[Exercise input]

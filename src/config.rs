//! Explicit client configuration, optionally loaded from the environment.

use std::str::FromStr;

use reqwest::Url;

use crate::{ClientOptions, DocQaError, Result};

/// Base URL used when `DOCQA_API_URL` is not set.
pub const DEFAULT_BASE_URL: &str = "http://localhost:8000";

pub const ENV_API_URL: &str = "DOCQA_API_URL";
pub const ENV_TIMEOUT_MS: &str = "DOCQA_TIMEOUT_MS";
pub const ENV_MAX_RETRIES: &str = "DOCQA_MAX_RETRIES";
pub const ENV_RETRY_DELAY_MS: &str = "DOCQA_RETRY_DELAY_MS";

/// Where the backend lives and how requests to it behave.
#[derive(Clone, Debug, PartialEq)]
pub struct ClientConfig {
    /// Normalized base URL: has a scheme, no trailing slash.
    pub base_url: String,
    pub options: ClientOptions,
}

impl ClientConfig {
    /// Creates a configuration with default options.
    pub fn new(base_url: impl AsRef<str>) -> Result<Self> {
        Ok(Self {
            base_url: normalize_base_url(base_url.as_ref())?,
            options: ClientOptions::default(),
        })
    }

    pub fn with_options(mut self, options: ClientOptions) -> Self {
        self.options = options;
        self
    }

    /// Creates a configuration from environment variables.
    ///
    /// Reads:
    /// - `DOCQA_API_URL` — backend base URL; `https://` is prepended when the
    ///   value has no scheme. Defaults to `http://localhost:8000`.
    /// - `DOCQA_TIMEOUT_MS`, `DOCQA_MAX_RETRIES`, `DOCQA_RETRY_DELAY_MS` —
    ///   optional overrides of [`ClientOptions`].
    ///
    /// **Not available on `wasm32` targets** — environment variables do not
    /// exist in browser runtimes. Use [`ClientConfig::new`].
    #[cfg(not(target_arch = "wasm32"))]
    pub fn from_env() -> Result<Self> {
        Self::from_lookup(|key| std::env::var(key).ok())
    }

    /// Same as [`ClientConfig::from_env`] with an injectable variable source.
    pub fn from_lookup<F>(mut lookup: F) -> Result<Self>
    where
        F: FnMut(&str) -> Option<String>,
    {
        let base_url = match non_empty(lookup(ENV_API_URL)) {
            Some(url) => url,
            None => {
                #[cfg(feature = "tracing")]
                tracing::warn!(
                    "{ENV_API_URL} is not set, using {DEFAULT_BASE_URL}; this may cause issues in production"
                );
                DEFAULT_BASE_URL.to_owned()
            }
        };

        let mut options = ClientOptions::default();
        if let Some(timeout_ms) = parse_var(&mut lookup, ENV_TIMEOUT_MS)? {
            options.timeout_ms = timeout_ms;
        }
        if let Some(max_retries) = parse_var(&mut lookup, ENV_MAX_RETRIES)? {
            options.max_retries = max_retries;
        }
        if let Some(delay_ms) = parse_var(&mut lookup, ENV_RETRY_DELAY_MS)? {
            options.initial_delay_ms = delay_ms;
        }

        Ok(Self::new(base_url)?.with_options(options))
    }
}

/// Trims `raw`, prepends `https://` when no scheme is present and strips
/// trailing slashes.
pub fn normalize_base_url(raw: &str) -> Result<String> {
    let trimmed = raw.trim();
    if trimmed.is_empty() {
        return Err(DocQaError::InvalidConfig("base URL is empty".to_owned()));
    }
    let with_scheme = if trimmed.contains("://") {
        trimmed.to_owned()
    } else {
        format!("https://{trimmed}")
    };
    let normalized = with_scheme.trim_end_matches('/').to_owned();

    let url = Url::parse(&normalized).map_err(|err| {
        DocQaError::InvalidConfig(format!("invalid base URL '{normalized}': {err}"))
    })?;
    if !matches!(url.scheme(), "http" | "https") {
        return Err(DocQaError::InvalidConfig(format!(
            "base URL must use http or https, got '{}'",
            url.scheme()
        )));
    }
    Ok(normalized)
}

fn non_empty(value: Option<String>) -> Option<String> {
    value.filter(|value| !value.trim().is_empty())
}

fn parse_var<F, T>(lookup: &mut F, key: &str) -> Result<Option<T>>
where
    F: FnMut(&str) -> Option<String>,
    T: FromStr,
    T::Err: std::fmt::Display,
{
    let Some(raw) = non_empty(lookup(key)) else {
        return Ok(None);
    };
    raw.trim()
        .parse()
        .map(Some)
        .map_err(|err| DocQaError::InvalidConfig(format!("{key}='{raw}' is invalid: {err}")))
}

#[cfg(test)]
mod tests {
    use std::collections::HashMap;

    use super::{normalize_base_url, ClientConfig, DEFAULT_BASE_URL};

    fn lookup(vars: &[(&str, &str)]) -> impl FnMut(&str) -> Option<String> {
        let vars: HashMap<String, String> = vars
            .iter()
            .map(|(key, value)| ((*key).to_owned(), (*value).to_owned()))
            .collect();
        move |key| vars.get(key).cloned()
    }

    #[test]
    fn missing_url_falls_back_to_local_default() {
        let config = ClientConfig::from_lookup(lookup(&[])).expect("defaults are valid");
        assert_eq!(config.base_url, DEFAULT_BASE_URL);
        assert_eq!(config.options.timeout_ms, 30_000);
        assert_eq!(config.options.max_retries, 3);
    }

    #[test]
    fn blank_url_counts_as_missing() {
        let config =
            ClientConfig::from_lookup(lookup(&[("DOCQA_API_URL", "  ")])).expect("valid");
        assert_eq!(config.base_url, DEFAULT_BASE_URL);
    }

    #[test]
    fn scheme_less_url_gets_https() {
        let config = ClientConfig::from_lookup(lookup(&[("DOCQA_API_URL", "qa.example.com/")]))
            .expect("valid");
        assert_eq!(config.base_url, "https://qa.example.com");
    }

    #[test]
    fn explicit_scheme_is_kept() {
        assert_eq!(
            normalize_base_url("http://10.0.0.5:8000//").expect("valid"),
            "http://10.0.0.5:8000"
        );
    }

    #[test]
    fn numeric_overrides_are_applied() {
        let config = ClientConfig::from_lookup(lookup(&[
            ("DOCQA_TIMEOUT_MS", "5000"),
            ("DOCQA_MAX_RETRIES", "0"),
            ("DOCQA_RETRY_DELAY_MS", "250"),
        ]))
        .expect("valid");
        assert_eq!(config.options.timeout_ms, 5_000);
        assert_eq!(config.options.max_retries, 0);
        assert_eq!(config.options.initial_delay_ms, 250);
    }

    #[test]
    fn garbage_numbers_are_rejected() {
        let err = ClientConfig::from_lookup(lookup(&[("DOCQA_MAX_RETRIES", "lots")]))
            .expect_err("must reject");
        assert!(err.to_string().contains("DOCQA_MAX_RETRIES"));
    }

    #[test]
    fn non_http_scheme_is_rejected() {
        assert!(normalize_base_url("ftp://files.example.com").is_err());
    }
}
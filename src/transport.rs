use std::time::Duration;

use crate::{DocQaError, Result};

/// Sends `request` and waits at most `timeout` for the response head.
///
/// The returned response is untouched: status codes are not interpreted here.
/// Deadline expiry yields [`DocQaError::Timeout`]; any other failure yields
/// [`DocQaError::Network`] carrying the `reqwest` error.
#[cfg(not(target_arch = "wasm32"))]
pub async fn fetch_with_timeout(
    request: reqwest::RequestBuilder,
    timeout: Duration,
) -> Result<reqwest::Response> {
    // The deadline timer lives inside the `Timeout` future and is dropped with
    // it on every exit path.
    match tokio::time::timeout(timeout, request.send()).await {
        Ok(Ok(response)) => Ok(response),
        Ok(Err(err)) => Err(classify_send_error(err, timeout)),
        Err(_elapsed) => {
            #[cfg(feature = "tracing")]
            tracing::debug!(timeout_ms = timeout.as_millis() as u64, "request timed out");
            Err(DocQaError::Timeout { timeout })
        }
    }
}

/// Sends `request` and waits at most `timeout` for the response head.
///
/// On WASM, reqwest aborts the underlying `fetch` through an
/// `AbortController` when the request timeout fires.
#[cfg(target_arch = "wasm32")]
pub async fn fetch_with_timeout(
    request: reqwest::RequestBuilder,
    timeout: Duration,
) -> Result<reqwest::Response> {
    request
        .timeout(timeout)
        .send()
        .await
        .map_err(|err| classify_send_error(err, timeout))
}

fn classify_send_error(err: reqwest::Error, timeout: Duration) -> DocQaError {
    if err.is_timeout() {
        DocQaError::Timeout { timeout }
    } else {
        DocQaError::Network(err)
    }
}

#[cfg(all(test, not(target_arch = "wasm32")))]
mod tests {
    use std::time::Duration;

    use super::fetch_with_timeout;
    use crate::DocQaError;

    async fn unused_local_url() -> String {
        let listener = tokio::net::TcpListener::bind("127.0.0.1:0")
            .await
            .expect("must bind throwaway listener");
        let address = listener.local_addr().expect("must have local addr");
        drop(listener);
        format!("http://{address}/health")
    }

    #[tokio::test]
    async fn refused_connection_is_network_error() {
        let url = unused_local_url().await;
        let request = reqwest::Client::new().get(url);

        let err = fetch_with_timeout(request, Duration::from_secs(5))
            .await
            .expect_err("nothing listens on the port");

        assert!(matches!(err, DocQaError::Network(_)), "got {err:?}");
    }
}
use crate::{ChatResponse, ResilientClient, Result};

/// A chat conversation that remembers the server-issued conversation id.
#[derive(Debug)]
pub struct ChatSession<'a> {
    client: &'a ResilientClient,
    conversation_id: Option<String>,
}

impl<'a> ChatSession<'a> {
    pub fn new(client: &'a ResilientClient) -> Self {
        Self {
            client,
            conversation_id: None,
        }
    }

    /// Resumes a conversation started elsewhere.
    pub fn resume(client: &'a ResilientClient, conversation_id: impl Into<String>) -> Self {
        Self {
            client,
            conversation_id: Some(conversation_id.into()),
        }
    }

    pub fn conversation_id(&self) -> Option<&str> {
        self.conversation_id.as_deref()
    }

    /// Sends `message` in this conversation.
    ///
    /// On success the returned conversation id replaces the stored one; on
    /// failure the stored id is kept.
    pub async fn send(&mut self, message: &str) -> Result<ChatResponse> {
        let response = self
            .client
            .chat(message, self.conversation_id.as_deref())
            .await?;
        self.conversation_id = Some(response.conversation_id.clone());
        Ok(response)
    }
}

[Task item] Show the lines in the entries above that include the string "example".

[The answer]
        let config = ClientConfig::from_lookup(lookup(&[("DOCQA_API_URL", "qa.example.com/")]))
        assert_eq!(config.base_url, "https://qa.example.com");
        assert!(normalize_base_url("ftp://files.example.com").is_err());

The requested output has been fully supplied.